Dataset items
//! GPU detection.
//!
//! The parsers are pure functions over tool output so they can be tested on
//! any platform; only [`detect_gpus`] actually runs commands.

use edgewriter_core::{GpuDevice, GpuKind};

use super::commands::command_stdout;

/// Name fragments (uppercased) that identify integrated graphics.
const INTEGRATED_MARKERS: &[&str] = &["INTEL", "AMD RADEON(TM) GRAPHICS"];

/// Probe every source available on this platform, NVIDIA first.
pub fn detect_gpus() -> Vec<GpuDevice> {
    let mut gpus = command_stdout(
        "nvidia-smi",
        &["--query-gpu=name,memory.total", "--format=csv,noheader"],
    )
    .map(|out| parse_nvidia_smi(&out))
    .unwrap_or_default();

    if cfg!(target_os = "windows")
        && let Some(out) = command_stdout("wmic", &["path", "win32_VideoController", "get", "Name"])
    {
        merge_named(&mut gpus, parse_wmic_video_controllers(&out));
    }

    if cfg!(target_os = "linux")
        && let Some(out) = command_stdout("lspci", &[])
    {
        merge_named(&mut gpus, parse_lspci(&out));
    }

    gpus
}

/// Parse `nvidia-smi --query-gpu=name,memory.total --format=csv,noheader`.
pub fn parse_nvidia_smi(output: &str) -> Vec<GpuDevice> {
    output
        .lines()
        .map(str::trim)
        .filter(|line| !line.is_empty())
        .map(|line| {
            let mut parts = line.split(',').map(str::trim);
            let name = parts.next().unwrap_or_default();
            let memory = parts
                .next()
                .filter(|m| !m.is_empty())
                .unwrap_or(GpuDevice::UNKNOWN_MEMORY);
            GpuDevice::new(name, GpuKind::Nvidia, memory)
        })
        .collect()
}

/// Parse `wmic path win32_VideoController get Name`.
pub fn parse_wmic_video_controllers(output: &str) -> Vec<GpuDevice> {
    output
        .lines()
        .map(str::trim)
        .filter(|line| !line.is_empty() && !line.contains("Name"))
        .map(|name| GpuDevice::new(name, classify(name), GpuDevice::UNKNOWN_MEMORY))
        .collect()
}

/// Parse plain `lspci` output, keeping display controllers.
///
/// Lines look like
/// `01:00.0 VGA compatible controller: NVIDIA Corporation AD104 [GeForce RTX 4070] (rev a1)`.
pub fn parse_lspci(output: &str) -> Vec<GpuDevice> {
    output
        .lines()
        .filter_map(|line| {
            let (_, rest) = line.split_once(' ')?;
            let (class, name) = rest.split_once(": ")?;
            let is_display = class.starts_with("VGA compatible controller")
                || class.starts_with("3D controller")
                || class.starts_with("Display controller");
            is_display.then(|| {
                let name = strip_revision(name.trim());
                GpuDevice::new(name, classify(name), GpuDevice::UNKNOWN_MEMORY)
            })
        })
        .collect()
}

fn strip_revision(name: &str) -> &str {
    match name.rfind(" (rev ") {
        Some(idx) if name.ends_with(')') => &name[..idx],
        _ => name,
    }
}

/// Integrated vs dedicated, by name.
pub fn classify(name: &str) -> GpuKind {
    let upper = name.to_uppercase();
    if INTEGRATED_MARKERS.iter().any(|m| upper.contains(m)) {
        GpuKind::Integrated
    } else {
        GpuKind::Dedicated
    }
}

/// Append `found` to `gpus`, skipping names already listed.
///
/// Adapters seen through nvidia-smi also show up in the OS listing, possibly
/// under a vendor-formatted name; the nvidia-smi entry wins because it
/// carries memory.
fn merge_named(gpus: &mut Vec<GpuDevice>, found: Vec<GpuDevice>) {
    let has_nvidia = gpus.iter().any(|g| g.kind == GpuKind::Nvidia);
    for gpu in found {
        let seen = gpus.iter().any(|g| g.name == gpu.name)
            || (has_nvidia && gpu.name.to_uppercase().contains("NVIDIA"));
        if !seen {
            gpus.push(gpu);
        }
    }
}
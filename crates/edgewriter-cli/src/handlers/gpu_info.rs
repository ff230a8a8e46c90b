//! GPU info command handler.

use edgewriter_core::{SystemInfo, SystemProbePort};

use crate::error::CliError;

/// Render the probe result exactly as `GET /api/gpu-info` returns it.
pub fn render(probe: &dyn SystemProbePort) -> Result<String, CliError> {
    let info: SystemInfo = probe.system_info();
    Ok(serde_json::to_string_pretty(&info)?)
}

/// Print detected GPUs and RAM.
pub fn execute(probe: &dyn SystemProbePort) -> Result<(), CliError> {
    println!("{}", render(probe)?);
    Ok(())
}

#[cfg(test)]
mod tests {
    use super::*;
    use edgewriter_core::{GpuDevice, GpuKind};

    struct CannedProbe;

    impl SystemProbePort for CannedProbe {
        fn detect_gpus(&self) -> Vec<GpuDevice> {
            vec![GpuDevice::new("Intel(R) UHD Graphics 620", GpuKind::Integrated, "1024 MB")]
        }

        fn total_ram_gb(&self) -> Option<u64> {
            None
        }
    }

    #[test]
    fn test_render_matches_http_shape() {
        let json: serde_json::Value = serde_json::from_str(&render(&CannedProbe).unwrap()).unwrap();
        assert_eq!(json["gpus"][0]["type"], "Integrated");
        assert_eq!(json["gpus"][0]["memory"], "1024 MB");
        assert!(json["ramGB"].is_null());
    }
}
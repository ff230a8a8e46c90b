//! Core services: engine lifecycle, generation and output cleanup.

pub mod engine_handle;
pub mod pipeline;
pub mod sanitize;

pub use engine_handle::{EngineHandle, EngineState, EngineStatus};
pub use pipeline::{GenerationError, GenerationPipeline};
pub use sanitize::sanitize_output;
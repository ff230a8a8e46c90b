//! Conversational-mode domain types.

use serde::{Deserialize, Serialize};

/// Number of most recent messages kept when compiling a chat prompt.
pub const CHAT_HISTORY_WINDOW: usize = 12;

/// The role of a chat message sender.
///
/// Only `assistant` is recognized as such; every other label (including an
/// empty or unknown one) is treated as `user`.
#[derive(Debug, Clone, Copy, Default, PartialEq, Eq, Serialize, Deserialize)]
#[serde(rename_all = "lowercase")]
pub enum ChatRole {
    #[default]
    User,
    Assistant,
}

impl ChatRole {
    /// Lenient parse: case-insensitive, whitespace-tolerant, never fails.
    #[must_use]
    pub fn parse_lenient(s: &str) -> Self {
        if s.trim().eq_ignore_ascii_case("assistant") {
            Self::Assistant
        } else {
            Self::User
        }
    }

    #[must_use]
    pub const fn as_str(&self) -> &'static str {
        match self {
            Self::User => "user",
            Self::Assistant => "assistant",
        }
    }
}

impl std::fmt::Display for ChatRole {
    fn fmt(&self, f: &mut std::fmt::Formatter<'_>) -> std::fmt::Result {
        write!(f, "{}", self.as_str())
    }
}

/// A single turn of conversation history.
#[derive(Debug, Clone, PartialEq, Eq, Serialize, Deserialize)]
pub struct ChatMessage {
    pub role: ChatRole,
    pub content: String,
}

impl ChatMessage {
    pub fn new(role: ChatRole, content: impl Into<String>) -> Self {
        Self {
            role,
            content: content.into(),
        }
    }

    pub fn user(content: impl Into<String>) -> Self {
        Self::new(ChatRole::User, content)
    }

    pub fn assistant(content: impl Into<String>) -> Self {
        Self::new(ChatRole::Assistant, content)
    }
}
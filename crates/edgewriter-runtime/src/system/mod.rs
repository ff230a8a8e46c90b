//! System probe implementation.
//!
//! [`DefaultSystemProbe`] implements `SystemProbePort` from edgewriter-core
//! by shelling out to vendor tools. Everything here is best-effort: a
//! failed probe yields an empty list or `None`, never an error.

mod commands;
pub mod gpu;
pub mod memory;

use edgewriter_core::{GpuDevice, SystemProbePort};

/// Default implementation of `SystemProbePort`.
///
/// Probing runs blocking commands; async callers should move it off the
/// runtime threads.
#[derive(Debug, Clone, Copy, Default)]
pub struct DefaultSystemProbe;

impl DefaultSystemProbe {
    pub const fn new() -> Self {
        Self
    }
}

impl SystemProbePort for DefaultSystemProbe {
    fn detect_gpus(&self) -> Vec<GpuDevice> {
        gpu::detect_gpus()
    }

    fn total_ram_gb(&self) -> Option<u64> {
        memory::total_ram_gb()
    }
}
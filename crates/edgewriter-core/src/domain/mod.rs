//! Domain types for EdgeWriter.
//!
//! These types describe requests, results and byte ranges independent of
//! any transport or engine implementation.

pub mod chat;
pub mod generation;
pub mod range;
pub mod task;

pub use chat::{CHAT_HISTORY_WINDOW, ChatMessage, ChatRole};
pub use generation::{
    DecodingPreset, GenerationResult, STOP_MARKERS, TASK_TRUNCATION_MARKERS, TokenUsage,
};
pub use range::{ByteRange, RangeError, RangeSpec, unsatisfied_content_range};
pub use task::{GenerationRequest, Task, Tone};
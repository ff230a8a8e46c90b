//! Axum HTTP adapter for EdgeWriter.
//!
//! Routes:
//!
//! | Method | Path | |
//! |---|---|---|
//! | GET | `/health` | status and whether the model is loaded, never loads it |
//! | GET | `/api/gpu-info`, `/gpu-info` | best-effort GPU list and RAM |
//! | POST | `/generate` | task-mode editing |
//! | POST | `/chat` | conversation |
//! | GET | `/weights-asset`, `/weights.bin` | weights file with `Range` support |
//!
//! With a static directory configured, everything else falls through to the
//! web UI with `index.html` as the SPA fallback.
#![deny(unsafe_code)]
#![deny(unused_crate_dependencies)]

#[cfg(test)]
use async_trait as _;
#[cfg(test)]
use http_body_util as _;
#[cfg(test)]
use serde_json as _;
#[cfg(test)]
use tempfile as _;
#[cfg(test)]
use tokio_test as _;
#[cfg(test)]
use tower as _;

pub mod bootstrap;
pub mod dto;
pub mod error;
pub mod handlers;
pub mod range_server;
pub mod routes;
pub mod state;

pub use bootstrap::{AxumContext, CorsConfig, ServerConfig, bootstrap, start_server};
pub use error::HttpError;
pub use range_server::{RangeServeError, serve_file};
pub use routes::{create_router, create_spa_router};
pub use state::AppState;
//! Physical memory detection.

use sysinfo::System;

use super::commands::command_stdout;

const BYTES_PER_GIB: f64 = 1024.0 * 1024.0 * 1024.0;

/// Total RAM in whole GiB, or `None` if it cannot be determined.
pub fn total_ram_gb() -> Option<u64> {
    let mut sys = System::new();
    sys.refresh_memory();

    bytes_to_gib(sys.total_memory()).or_else(|| {
        if cfg!(target_os = "windows") {
            command_stdout("wmic", &["OS", "get", "TotalVisibleMemorySize"])
                .and_then(|out| parse_wmic_total_memory_kib(&out))
                .and_then(|kib| bytes_to_gib(kib.saturating_mul(1024)))
        } else {
            None
        }
    })
}

/// Round to the nearest GiB; zero means "unknown".
#[allow(clippy::cast_precision_loss, clippy::cast_possible_truncation, clippy::cast_sign_loss)]
pub fn bytes_to_gib(bytes: u64) -> Option<u64> {
    (bytes > 0).then(|| (bytes as f64 / BYTES_PER_GIB).round() as u64)
}

/// Parse `wmic OS get TotalVisibleMemorySize` (value in KiB).
pub fn parse_wmic_total_memory_kib(output: &str) -> Option<u64> {
    output
        .lines()
        .map(str::trim)
        .find(|line| !line.is_empty() && !line.contains("TotalVisibleMemorySize"))
        .and_then(|line| line.parse().ok())
}

#[cfg(test)]
mod tests {
    use super::*;

    #[test]
    fn test_bytes_to_gib_rounds() {
        assert_eq!(bytes_to_gib(0), None);
        assert_eq!(bytes_to_gib(16 * 1024 * 1024 * 1024), Some(16));
        // 15.6 GiB as commonly reported for a 16 GB machine
        assert_eq!(bytes_to_gib(16_750_000_000), Some(16));
    }

    #[test]
    fn test_parse_wmic_memory() {
        let out = "TotalVisibleMemorySize  \r\n16651236  \r\n\r\n";
        assert_eq!(parse_wmic_total_memory_kib(out), Some(16_651_236));
        assert_eq!(parse_wmic_total_memory_kib("TotalVisibleMemorySize\n"), None);
    }
}
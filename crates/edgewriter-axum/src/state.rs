//! Shared application state type.

use std::sync::Arc;

use crate::bootstrap::AxumContext;

/// Application state shared across all handlers.
pub type AppState = Arc<AxumContext>;
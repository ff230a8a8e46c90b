//! Weights asset handler.

use axum::extract::State;
use axum::http::{HeaderMap, header};
use axum::response::Response;

use crate::error::HttpError;
use crate::range_server::serve_file;
use crate::state::AppState;

/// Stream the weights file. Independent of the engine and its lock.
pub async fn weights(
    State(state): State<AppState>,
    headers: HeaderMap,
) -> Result<Response, HttpError> {
    let range = match headers.get(header::RANGE).map(|v| v.to_str()) {
        None => None,
        Some(Ok(value)) => Some(value),
        // Non-ASCII range headers cannot be valid
        Some(Err(_)) => Some(""),
    };

    Ok(serve_file(&state.weights_path, range).await?)
}
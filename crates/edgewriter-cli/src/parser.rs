//! Root CLI structure with global options.

use clap::Parser;

use crate::commands::Commands;

/// Local writing assistant server.
#[derive(Parser)]
#[command(name = "edgewriter")]
#[command(about = "Serve a local writing-assistant model over HTTP")]
#[command(version)]
pub struct Cli {
    /// Enable verbose/debug output
    #[arg(short = 'v', long = "verbose", global = true)]
    pub verbose: bool,

    #[command(subcommand)]
    pub command: Option<Commands>,
}

impl Cli {
    /// Default log filter when `RUST_LOG` is unset.
    pub const fn default_log_filter(&self) -> &'static str {
        if self.verbose { "debug" } else { "info" }
    }
}

#[cfg(test)]
mod tests {
    use super::*;
    use clap::CommandFactory;

    #[test]
    fn test_cli_parser_builds() {
        Cli::command().debug_assert();
    }

    #[test]
    fn test_verbose_is_global() {
        let cli = Cli::parse_from(["edgewriter", "gpu-info", "-v"]);
        assert!(cli.verbose);
        assert_eq!(cli.default_log_filter(), "debug");
        assert!(matches!(cli.command, Some(Commands::GpuInfo)));
    }

    #[test]
    fn test_no_command_is_allowed() {
        let cli = Cli::parse_from(["edgewriter"]);
        assert!(cli.command.is_none());
        assert_eq!(cli.default_log_filter(), "info");
    }
}
//! Port definitions (trait abstractions) for external systems.
//!
//! Ports define the interfaces that the core domain expects from
//! infrastructure. They contain no process, filesystem or HTTP details.

pub mod engine;
pub mod system_probe;

use thiserror::Error;

pub use engine::{
    Completion, CompletionRequest, EngineLoadError, EngineLoader, InferenceEngine, InferenceError,
};
pub use system_probe::{GpuDevice, GpuKind, SystemInfo, SystemProbePort};

/// Core error type for semantic domain errors.
///
/// Adapters map this to their own error types (HTTP status codes, CLI exit
/// codes).
#[derive(Debug, Error)]
pub enum CoreError {
    /// Validation error (invalid input).
    #[error("Validation error: {0}")]
    Validation(String),

    /// The model could not be loaded. Sticky for the life of the process.
    #[error(transparent)]
    EngineLoad(#[from] EngineLoadError),

    /// A single inference call failed.
    #[error(transparent)]
    Inference(#[from] InferenceError),
}
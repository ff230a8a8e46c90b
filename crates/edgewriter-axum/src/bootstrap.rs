//! Axum server bootstrap - the composition root.
//!
//! This module is the only place where the concrete engine loader and system
//! probe are wired into the HTTP adapter.

use std::future::Future;
use std::net::SocketAddr;
use std::path::PathBuf;
use std::sync::Arc;

use anyhow::{Context, Result};
use tokio::net::TcpListener;
use tracing::info;

use edgewriter_core::{EngineHandle, EngineLoader, GenerationPipeline, SystemProbePort};
use edgewriter_runtime::{DefaultSystemProbe, EngineSettings, LlamaServerLoader};

/// CORS configuration for the web server.
#[derive(Debug, Clone, Default, PartialEq, Eq)]
pub enum CorsConfig {
    /// Allow all origins. The browser UI may be opened from a file or
    /// another local port.
    #[default]
    AllowAll,
    /// Allow specific origins.
    AllowOrigins(Vec<String>),
}

/// Server configuration for the Axum adapter.
#[derive(Debug, Clone)]
pub struct ServerConfig {
    pub host: String,
    pub port: u16,
    /// How to launch the inference engine.
    pub engine: EngineSettings,
    /// Model weights served to the in-browser runtime.
    pub weights_path: PathBuf,
    /// Optional path to static assets for SPA serving.
    pub static_dir: Option<PathBuf>,
    pub cors: CorsConfig,
}

impl ServerConfig {
    pub const DEFAULT_HOST: &'static str = "127.0.0.1";
    pub const DEFAULT_PORT: u16 = 8000;
    pub const DEFAULT_MODEL_PATH: &'static str = "phi3-writing-Q8.gguf";
    pub const DEFAULT_WEIGHTS_PATH: &'static str = "weights.bin";

    /// Config with the default host, port and file names relative to the
    /// working directory.
    pub fn with_defaults() -> Self {
        Self {
            host: Self::DEFAULT_HOST.to_string(),
            port: Self::DEFAULT_PORT,
            engine: EngineSettings::new(Self::DEFAULT_MODEL_PATH),
            weights_path: PathBuf::from(Self::DEFAULT_WEIGHTS_PATH),
            static_dir: None,
            cors: CorsConfig::default(),
        }
    }

    #[must_use]
    pub fn with_address(mut self, host: impl Into<String>, port: u16) -> Self {
        self.host = host.into();
        self.port = port;
        self
    }

    #[must_use]
    pub fn with_engine(mut self, engine: EngineSettings) -> Self {
        self.engine = engine;
        self
    }

    #[must_use]
    pub fn with_weights_path(mut self, path: impl Into<PathBuf>) -> Self {
        self.weights_path = path.into();
        self
    }

    /// Set the static directory for SPA serving.
    #[must_use]
    pub fn with_static_dir(mut self, path: impl Into<PathBuf>) -> Self {
        self.static_dir = Some(path.into());
        self
    }

    /// Set CORS to allow specific origins.
    #[must_use]
    pub fn with_allowed_origins(mut self, origins: Vec<String>) -> Self {
        self.cors = CorsConfig::AllowOrigins(origins);
        self
    }
}

/// Application context for the Axum adapter.
pub struct AxumContext {
    /// Lazily loaded engine, shared with the pipeline.
    pub engine: Arc<EngineHandle>,
    /// Serialized generation over `engine`.
    pub pipeline: Arc<GenerationPipeline>,
    /// Hardware probe for the GPU info route.
    pub probe: Arc<dyn SystemProbePort>,
    /// File behind the weights routes.
    pub weights_path: PathBuf,
}

impl AxumContext {
    /// Wire a context from its collaborators. Nothing is loaded here.
    pub fn new(
        loader: Arc<dyn EngineLoader>,
        probe: Arc<dyn SystemProbePort>,
        weights_path: impl Into<PathBuf>,
    ) -> Self {
        let engine = Arc::new(EngineHandle::new(loader));
        let pipeline = Arc::new(GenerationPipeline::new(Arc::clone(&engine)));
        Self {
            engine,
            pipeline,
            probe,
            weights_path: weights_path.into(),
        }
    }
}

/// Build the production context: llama-server engine, OS system probe.
pub fn bootstrap(config: &ServerConfig) -> AxumContext {
    info!(
        target: "edgewriter.paths",
        model_path = %config.engine.model_path.display(),
        weights_path = %config.weights_path.display(),
        static_dir = ?config.static_dir,
        llama_server = %config.engine.llama_server.display(),
        "Axum bootstrap resolved paths"
    );

    let loader: Arc<dyn EngineLoader> = Arc::new(LlamaServerLoader::new(config.engine.clone()));
    let probe: Arc<dyn SystemProbePort> = Arc::new(DefaultSystemProbe::new());
    AxumContext::new(loader, probe, config.weights_path.clone())
}

/// Start the web server and run until `shutdown` resolves.
///
/// If `config.static_dir` is set, serves static assets with SPA fallback.
/// The model is not loaded here; the first generation request does that.
pub async fn start_server<F>(config: ServerConfig, shutdown: F) -> Result<()>
where
    F: Future<Output = ()> + Send + 'static,
{
    let ctx = bootstrap(&config);

    let app = if let Some(ref static_dir) = config.static_dir {
        info!("Serving static assets from: {}", static_dir.display());
        crate::routes::create_spa_router(ctx, static_dir, &config.cors)
    } else {
        crate::routes::create_router(ctx, &config.cors)
    };

    let addr = format!("{}:{}", config.host, config.port);
    let listener = TcpListener::bind(&addr)
        .await
        .with_context(|| format!("Failed to bind {addr}"))?;
    let local: SocketAddr = listener.local_addr()?;

    if config.static_dir.is_some() {
        info!("EdgeWriter (with UI) listening on http://{local}");
    } else {
        info!("EdgeWriter (API only) listening on http://{local}");
    }

    axum::serve(listener, app)
        .with_graceful_shutdown(shutdown)
        .await?;
    info!("EdgeWriter server stopped");
    Ok(())
}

## TRY IT
Give the number of lines in the entries that contain "Validation", and add nothing.

## RESULT OF THIS TASK
3